* **WHAT TO PRODUCE**: Write down, unchanged, the entries from the first line through the line holding "use uuid::Uuid;". Include no other line.

* **INPUT DATA**:
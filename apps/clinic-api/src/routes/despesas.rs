//! Despesas operacionais da clínica

use axum::extract::{Path, Query, State};
use axum::http::StatusCode;
use axum::routing::{get, patch};
use axum::{Json, Router};
use chrono::{NaiveDate, Utc};
use common_db::models::{CategoriaDespesa, Despesa, StatusDespesa};
use serde::Deserialize;
use serde_json::{json, Value};
use sqlx::{QueryBuilder, Sqlite, SqlitePool};
use uuid::Uuid;

use crate::auth::UsuarioAtual;
use crate::error::ApiError;
use crate::routes::{normalizar_paginacao, Pagina};
use crate::state::AppState;

pub fn router() -> Router<AppState> {
    Router::new()
        .route("/", get(listar).post(criar))
        .route("/:id", get(obter).put(atualizar).delete(remover))
        .route("/:id/status", patch(atualizar_status))
}

#[derive(Debug, Deserialize)]
struct ListarParams {
    skip: Option<i64>,
    limit: Option<i64>,
    categoria: Option<CategoriaDespesa>,
    status: Option<StatusDespesa>,
    data_inicio: Option<NaiveDate>,
    data_fim: Option<NaiveDate>,
}

#[derive(Debug, Deserialize)]
struct DespesaCreate {
    descricao: String,
    categoria: CategoriaDespesa,
    valor_centavos: i64,
    data_vencimento: Option<NaiveDate>,
    #[serde(default = "status_padrao")]
    status: StatusDespesa,
    fornecedor: Option<String>,
    observacoes: Option<String>,
}

fn status_padrao() -> StatusDespesa {
    StatusDespesa::Pendente
}

#[derive(Debug, Deserialize)]
struct DespesaUpdate {
    descricao: Option<String>,
    categoria: Option<CategoriaDespesa>,
    valor_centavos: Option<i64>,
    data_vencimento: Option<NaiveDate>,
    status: Option<StatusDespesa>,
    fornecedor: Option<String>,
    observacoes: Option<String>,
}

#[derive(Debug, Deserialize)]
struct StatusUpdate {
    status: StatusDespesa,
}

async fn buscar_despesa(pool: &SqlitePool, id: Uuid) -> Result<Despesa, ApiError> {
    let despesa: Option<Despesa> = sqlx::query_as("SELECT * FROM despesas WHERE id = ?")
        .bind(id)
        .fetch_optional(pool)
        .await?;
    despesa.ok_or_else(|| ApiError::nao_encontrado("Despesa não encontrada"))
}

/// Listar despesas com filtros e paginação
async fn listar(
    State(state): State<AppState>,
    _user: UsuarioAtual,
    Query(params): Query<ListarParams>,
) -> Result<Json<Pagina<Despesa>>, ApiError> {
    let (skip, limit) = normalizar_paginacao(params.skip, params.limit);

    let mut count_qb: QueryBuilder<Sqlite> =
        QueryBuilder::new("SELECT COUNT(*) FROM despesas WHERE 1=1");
    let mut qb: QueryBuilder<Sqlite> = QueryBuilder::new("SELECT * FROM despesas WHERE 1=1");

    for builder in [&mut count_qb, &mut qb] {
        if let Some(categoria) = params.categoria {
            builder.push(" AND categoria = ").push_bind(categoria);
        }
        if let Some(status) = params.status {
            builder.push(" AND status = ").push_bind(status);
        }
        if let Some(data_inicio) = params.data_inicio {
            builder.push(" AND data_vencimento >= ").push_bind(data_inicio);
        }
        if let Some(data_fim) = params.data_fim {
            builder.push(" AND data_vencimento <= ").push_bind(data_fim);
        }
    }

    let total: i64 = count_qb.build_query_scalar().fetch_one(&state.pool).await?;

    qb.push(" ORDER BY created_at DESC LIMIT ")
        .push_bind(limit)
        .push(" OFFSET ")
        .push_bind(skip);

    let items: Vec<Despesa> = qb.build_query_as().fetch_all(&state.pool).await?;

    Ok(Json(Pagina { items, total, skip, limit }))
}

/// Registrar nova despesa
async fn criar(
    State(state): State<AppState>,
    _user: UsuarioAtual,
    Json(payload): Json<DespesaCreate>,
) -> Result<(StatusCode, Json<Despesa>), ApiError> {
    if payload.descricao.trim().is_empty() {
        return Err(ApiError::validacao("Descrição é obrigatória"));
    }
    if payload.valor_centavos <= 0 {
        return Err(ApiError::validacao("Valor deve ser maior que zero"));
    }

    let despesa = Despesa {
        id: Uuid::new_v4(),
        descricao: payload.descricao,
        categoria: payload.categoria,
        valor_centavos: payload.valor_centavos,
        data_vencimento: payload.data_vencimento,
        data_pagamento: None,
        status: payload.status,
        observacoes: payload.observacoes,
        fornecedor: payload.fornecedor,
        created_at: Utc::now(),
        updated_at: None,
    };

    sqlx::query(
        r#"
        INSERT INTO despesas
            (id, descricao, categoria, valor_centavos, data_vencimento, data_pagamento,
             status, observacoes, fornecedor, created_at)
        VALUES (?, ?, ?, ?, ?, ?, ?, ?, ?, ?)
        "#,
    )
    .bind(despesa.id)
    .bind(&despesa.descricao)
    .bind(despesa.categoria)
    .bind(despesa.valor_centavos)
    .bind(despesa.data_vencimento)
    .bind(despesa.data_pagamento)
    .bind(despesa.status)
    .bind(&despesa.observacoes)
    .bind(&despesa.fornecedor)
    .bind(despesa.created_at)
    .execute(&state.pool)
    .await?;

    Ok((StatusCode::CREATED, Json(despesa)))
}

/// Obter detalhes de uma despesa
async fn obter(
    State(state): State<AppState>,
    _user: UsuarioAtual,
    Path(id): Path<Uuid>,
) -> Result<Json<Despesa>, ApiError> {
    Ok(Json(buscar_despesa(&state.pool, id).await?))
}

/// Atualizar despesa
async fn atualizar(
    State(state): State<AppState>,
    _user: UsuarioAtual,
    Path(id): Path<Uuid>,
    Json(payload): Json<DespesaUpdate>,
) -> Result<Json<Despesa>, ApiError> {
    let mut despesa = buscar_despesa(&state.pool, id).await?;

    if let Some(v) = payload.descricao {
        if v.trim().is_empty() {
            return Err(ApiError::validacao("Descrição é obrigatória"));
        }
        despesa.descricao = v;
    }
    if let Some(v) = payload.categoria {
        despesa.categoria = v;
    }
    if let Some(v) = payload.valor_centavos {
        if v <= 0 {
            return Err(ApiError::validacao("Valor deve ser maior que zero"));
        }
        despesa.valor_centavos = v;
    }
    if let Some(v) = payload.data_vencimento {
        despesa.data_vencimento = Some(v);
    }
    if let Some(v) = payload.status {
        if v == StatusDespesa::Pago && despesa.data_pagamento.is_none() {
            despesa.data_pagamento = Some(Utc::now());
        }
        despesa.status = v;
    }
    if let Some(v) = payload.fornecedor {
        despesa.fornecedor = Some(v);
    }
    if let Some(v) = payload.observacoes {
        despesa.observacoes = Some(v);
    }
    despesa.updated_at = Some(Utc::now());

    sqlx::query(
        r#"
        UPDATE despesas SET
            descricao = ?, categoria = ?, valor_centavos = ?, data_vencimento = ?,
            data_pagamento = ?, status = ?, observacoes = ?, fornecedor = ?, updated_at = ?
        WHERE id = ?
        "#,
    )
    .bind(&despesa.descricao)
    .bind(despesa.categoria)
    .bind(despesa.valor_centavos)
    .bind(despesa.data_vencimento)
    .bind(despesa.data_pagamento)
    .bind(despesa.status)
    .bind(&despesa.observacoes)
    .bind(&despesa.fornecedor)
    .bind(despesa.updated_at)
    .bind(id)
    .execute(&state.pool)
    .await?;

    Ok(Json(despesa))
}

/// Excluir despesa
async fn remover(
    State(state): State<AppState>,
    _user: UsuarioAtual,
    Path(id): Path<Uuid>,
) -> Result<Json<Value>, ApiError> {
    let resultado = sqlx::query("DELETE FROM despesas WHERE id = ?")
        .bind(id)
        .execute(&state.pool)
        .await?;

    if resultado.rows_affected() == 0 {
        return Err(ApiError::nao_encontrado("Despesa não encontrada"));
    }

    Ok(Json(json!({ "message": "Despesa excluída com sucesso" })))
}

/// Atualizar apenas o status da despesa; quitar registra a data de pagamento
async fn atualizar_status(
    State(state): State<AppState>,
    _user: UsuarioAtual,
    Path(id): Path<Uuid>,
    Json(payload): Json<StatusUpdate>,
) -> Result<Json<Despesa>, ApiError> {
    let mut despesa = buscar_despesa(&state.pool, id).await?;

    despesa.status = payload.status;
    if payload.status == StatusDespesa::Pago {
        despesa.data_pagamento = Some(Utc::now());
    }
    despesa.updated_at = Some(Utc::now());

    sqlx::query("UPDATE despesas SET status = ?, data_pagamento = ?, updated_at = ? WHERE id = ?")
        .bind(despesa.status)
        .bind(despesa.data_pagamento)
        .bind(despesa.updated_at)
        .bind(id)
        .execute(&state.pool)
        .await?;

    Ok(Json(despesa))
}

* **WRITTEN RESPONSE**:
filename apps/clinic-api/src/routes/despesas.rs
//! Despesas operacionais da clínica

use axum::extract::{Path, Query, State};
use axum::http::StatusCode;
use axum::routing::{get, patch};
use axum::{Json, Router};
use chrono::{NaiveDate, Utc};
use common_db::models::{CategoriaDespesa, Despesa, StatusDespesa};
use serde::Deserialize;
use serde_json::{json, Value};
use sqlx::{QueryBuilder, Sqlite, SqlitePool};
use uuid::Uuid;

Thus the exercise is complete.